Problem to solve:
Please repeat the lines below exactly. Begin with the line containing "pub fn len(&self)" and go on through the line containing "self.raw.expand(doublings)".

Input for this task:
● ● ●
use std::any::type_name;
use std::fmt;
use std::marker::PhantomData;
use std::ptr::NonNull;

use crate::{DynamicArrayBuilder, MemoryProvider, RawDynamicArray, Result, SystemMemory};

/// A growable contiguous array of `T` values with explicit capacity control.
///
/// This is the typed face of [`RawDynamicArray`]: the element size is `size_of::<T>()` and
/// elements go in and out by value. Capacity grows and shrinks exactly as described on
/// [`RawDynamicArray`]: it starts at [`DEFAULT_CAPACITY`][crate::DEFAULT_CAPACITY], doubles on
/// demand and never drops to zero while the buffer is allocated.
///
/// Elements are copied bit by bit when they are moved around the buffer, which is why `T` must
/// be [`Copy`].
///
/// # Examples
///
/// ```
/// use dynamic_array::DynamicArray;
///
/// let mut array = DynamicArray::<u64>::new()?;
///
/// for value in 0..10 {
///     array.push(value)?;
/// }
///
/// assert_eq!(array.len(), 10);
/// assert_eq!(*array.get(3)?, 3);
///
/// array.remove(0)?;
/// array.insert(0, 100)?;
/// assert_eq!(*array.get(0)?, 100);
///
/// assert_eq!(array.pop()?, Some(9));
/// # Ok::<(), dynamic_array::Error>(())
/// ```
///
/// References returned by [`get()`](Self::get) borrow the array, so the compiler rejects any
/// mutation while they are alive:
///
/// ```compile_fail
/// use dynamic_array::DynamicArray;
///
/// let mut array = DynamicArray::<u32>::new().unwrap();
/// array.push(1).unwrap();
///
/// let first = array.get(0).unwrap();
/// array.push(2).unwrap(); // May reallocate, so this does not compile.
/// assert_eq!(*first, 1);
/// ```
///
/// # Thread safety
///
/// The array is [`Send`] and [`Sync`] when `T` and the memory provider are. Mutation requires
/// `&mut self`; use [`SharedDynamicArray`][crate::SharedDynamicArray] to mutate from multiple
/// threads through a lock.
pub struct DynamicArray<T, M: MemoryProvider = SystemMemory> {
    raw: RawDynamicArray<M>,
    _element: PhantomData<T>,
}

impl<T: Copy> DynamicArray<T> {
    /// Creates a builder for configuring and constructing a [`DynamicArray`].
    ///
    /// # Example
    ///
    /// ```
    /// use dynamic_array::DynamicArray;
    /// use new_zealand::nz;
    ///
    /// let array = DynamicArray::<u16>::builder()
    ///     .initial_capacity(nz!(100))
    ///     .build()?;
    ///
    /// assert_eq!(array.capacity(), 100);
    /// # Ok::<(), dynamic_array::Error>(())
    /// ```
    #[inline]
    pub fn builder() -> DynamicArrayBuilder<T> {
        DynamicArrayBuilder::new()
    }

    /// Creates an empty array with the default configuration.
    ///
    /// # Errors
    ///
    /// * [`Error::InvalidArgument`][crate::Error::InvalidArgument] if `T` is zero-sized.
    /// * [`Error::OutOfMemory`][crate::Error::OutOfMemory] if the initial buffer cannot be
    ///   allocated.
    #[inline]
    pub fn new() -> Result<Self> {
        Self::builder().build()
    }
}

impl<T: Copy, M: MemoryProvider> DynamicArray<T, M> {
    pub(crate) fn from_raw(raw: RawDynamicArray<M>) -> Self {
        debug_assert_eq!(raw.element_size(), size_of::<T>());

        Self {
            raw,
            _element: PhantomData,
        }
    }

    /// Size of one element in bytes, which is `size_of::<T>()`.
    #[must_use]
    #[inline]
    pub fn element_size(&self) -> usize {
        self.raw.element_size()
    }

    /// Number of live elements.
    #[must_use]
    #[cfg_attr(test, mutants::skip)] // Can be mutated to infinite loops in callers.
    #[inline]
    pub fn len(&self) -> usize {
        self.raw.len()
    }

    /// Whether the array has no live elements.
    #[must_use]
    #[inline]
    pub fn is_empty(&self) -> bool {
        self.raw.is_empty()
    }

    /// Number of elements the buffer can hold without reallocating.
    ///
    /// Zero if and only if the buffer has been released.
    #[must_use]
    #[inline]
    pub fn capacity(&self) -> usize {
        self.raw.capacity()
    }

    /// Whether the array currently owns a buffer.
    #[must_use]
    #[inline]
    pub fn is_allocated(&self) -> bool {
        self.raw.is_allocated()
    }

    /// Allocates a fresh buffer of the initial capacity and empties the array.
    ///
    /// See [`RawDynamicArray::reinitialize()`].
    #[inline]
    pub fn reinitialize(&mut self) -> Result<()> {
        self.raw.reinitialize()
    }

    /// Frees the buffer, keeping the array itself usable for
    /// [`reinitialize()`](Self::reinitialize).
    #[inline]
    pub fn release_buffer(&mut self) {
        self.raw.release_buffer();
    }

    /// Releases the buffer and the array itself.
    ///
    /// This is the same as dropping the array; it exists to make the end of the array's life
    /// explicit at the call site.
    #[inline]
    pub fn release_all(self) {
        drop(self);
    }

    /// Removes all elements without changing the capacity.
    #[inline]
    pub fn clear(&mut self) {
        self.raw.clear();
    }

    /// Reallocates the buffer to hold exactly `capacity` elements.
    ///
    /// See [`RawDynamicArray::reserve()`].
    #[inline]
    pub fn reserve(&mut self, capacity: usize) -> Result<()> {
        self.raw.reserve(capacity)
    }

    /// Doubles the capacity `doublings` times.
    ///
    /// See [`RawDynamicArray::expand()`].
    #[inline]
    pub fn expand(&mut self, doublings: u32) -> Result<()> {
        self.raw.expand(doublings)
    }

    /// Halves the capacity up to `halvings` times without going below `max(len, 1)`.
    ///
    /// See [`RawDynamicArray::shrink()`].
    #[inline]
    pub fn shrink(&mut self, halvings: u32) -> Result<()> {
        self.raw.shrink(halvings)
    }

    /// Reallocates the buffer to hold exactly `max(len, 1)` elements.
    ///
    /// See [`RawDynamicArray::shrink_to_fit()`].
    #[inline]
    pub fn shrink_to_fit(&mut self) -> Result<()> {
        self.raw.shrink_to_fit()
    }

    /// Appends a value, doubling the capacity first if the buffer is full.
    ///
    /// # Errors
    ///
    /// * [`Error::InvalidArgument`][crate::Error::InvalidArgument] if the buffer has been
    ///   released.
    /// * [`Error::OutOfMemory`][crate::Error::OutOfMemory] if growing the buffer fails. The
    ///   array is unchanged in that case.
    pub fn push(&mut self, value: T) -> Result<()> {
        // SAFETY: The value is a readable T, which is exactly one element, and lives on our
        // stack rather than in the buffer.
        unsafe { self.raw.push_from(NonNull::from(&value).cast::<u8>()) }
    }

    /// Removes the last value and returns it, or `None` if the array is empty.
    ///
    /// # Errors
    ///
    /// * [`Error::InvalidArgument`][crate::Error::InvalidArgument] if the buffer has been
    ///   released.
    pub fn pop(&mut self) -> Result<Option<T>> {
        let Some(slot) = self.raw.pop_slot()? else {
            return Ok(None);
        };

        // SAFETY: The slot held a live T. The buffer is aligned for T and the element stride
        // equals size_of::<T>(), so every slot is aligned.
        Ok(Some(unsafe { slot.cast::<T>().read() }))
    }

    /// Overwrites the slot at `index`, which may be any slot within the capacity.
    ///
    /// Writing a slot at or beyond [`len()`](Self::len) does not change the length.
    ///
    /// # Errors
    ///
    /// * [`Error::IndexOutOfRange`][crate::Error::IndexOutOfRange] if
    ///   `index >= capacity()`.
    /// * [`Error::InvalidArgument`][crate::Error::InvalidArgument] if the buffer has been
    ///   released.
    pub fn set(&mut self, index: usize, value: T) -> Result<()> {
        // SAFETY: See push().
        unsafe { self.raw.set_from(index, NonNull::from(&value).cast::<u8>()) }
    }

    /// Inserts a value at `index`, shifting all later values one slot to the right.
    ///
    /// `index == len()` appends.
    ///
    /// # Errors
    ///
    /// * [`Error::IndexOutOfRange`][crate::Error::IndexOutOfRange] if `index > len()`.
    /// * [`Error::InvalidArgument`][crate::Error::InvalidArgument] if the buffer has been
    ///   released.
    /// * [`Error::OutOfMemory`][crate::Error::OutOfMemory] if growing the buffer fails.
    pub fn insert(&mut self, index: usize, value: T) -> Result<()> {
        // SAFETY: See push().
        unsafe {
            self.raw
                .insert_from(index, NonNull::from(&value).cast::<u8>())
        }
    }

    /// Removes the value at `index`, shifting all later values one slot to the left.
    ///
    /// # Errors
    ///
    /// * [`Error::IndexOutOfRange`][crate::Error::IndexOutOfRange] if `index >= len()`.
    /// * [`Error::InvalidArgument`][crate::Error::InvalidArgument] if the buffer has been
    ///   released.
    #[inline]
    pub fn remove(&mut self, index: usize) -> Result<()> {
        self.raw.remove(index)
    }

    /// Returns a reference to the value at `index`.
    ///
    /// # Errors
    ///
    /// * [`Error::IndexOutOfRange`][crate::Error::IndexOutOfRange] if `index >= len()`.
    /// * [`Error::InvalidArgument`][crate::Error::InvalidArgument] if the buffer has been
    ///   released.
    pub fn get(&self, index: usize) -> Result<&T> {
        let slot = self.raw.live_slot(index)?;

        // SAFETY: The slot holds a live, aligned T (see pop()) and the returned reference
        // borrows self, so the buffer cannot change while it exists.
        Ok(unsafe { slot.cast::<T>().as_ref() })
    }

    /// Returns a mutable reference to the value at `index`.
    ///
    /// # Errors
    ///
    /// Same as [`get()`](Self::get).
    pub fn get_mut(&mut self, index: usize) -> Result<&mut T> {
        let slot = self.raw.live_slot(index)?;

        // SAFETY: As in get(), and we hold &mut self so the reference is exclusive.
        Ok(unsafe { slot.cast::<T>().as_mut() })
    }
}

impl<T, M: MemoryProvider> fmt::Debug for DynamicArray<T, M> {
    fn fmt(&self, f: &mut fmt::Formatter<'_>) -> fmt::Result {
        f.debug_struct("DynamicArray")
            .field("element_type", &type_name::<T>())
            .field("raw", &self.raw)
            .finish()
    }
}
● ● ●
Answer for the task:
    pub fn len(&self) -> usize {
        self.raw.len()
    }

    /// Whether the array has no live elements.
    #[must_use]
    #[inline]
    pub fn is_empty(&self) -> bool {
        self.raw.is_empty()
    }

    /// Number of elements the buffer can hold without reallocating.
    ///
    /// Zero if and only if the buffer has been released.
    #[must_use]
    #[inline]
    pub fn capacity(&self) -> usize {
        self.raw.capacity()
    }

    /// Whether the array currently owns a buffer.
    #[must_use]
    #[inline]
    pub fn is_allocated(&self) -> bool {
        self.raw.is_allocated()
    }

    /// Allocates a fresh buffer of the initial capacity and empties the array.
    ///
    /// See [`RawDynamicArray::reinitialize()`].
    #[inline]
    pub fn reinitialize(&mut self) -> Result<()> {
        self.raw.reinitialize()
    }

    /// Frees the buffer, keeping the array itself usable for
    /// [`reinitialize()`](Self::reinitialize).
    #[inline]
    pub fn release_buffer(&mut self) {
        self.raw.release_buffer();
    }

    /// Releases the buffer and the array itself.
    ///
    /// This is the same as dropping the array; it exists to make the end of the array's life
    /// explicit at the call site.
    #[inline]
    pub fn release_all(self) {
        drop(self);
    }

    /// Removes all elements without changing the capacity.
    #[inline]
    pub fn clear(&mut self) {
        self.raw.clear();
    }

    /// Reallocates the buffer to hold exactly `capacity` elements.
    ///
    /// See [`RawDynamicArray::reserve()`].
    #[inline]
    pub fn reserve(&mut self, capacity: usize) -> Result<()> {
        self.raw.reserve(capacity)
    }

    /// Doubles the capacity `doublings` times.
    ///
    /// See [`RawDynamicArray::expand()`].
    #[inline]
    pub fn expand(&mut self, doublings: u32) -> Result<()> {
        self.raw.expand(doublings)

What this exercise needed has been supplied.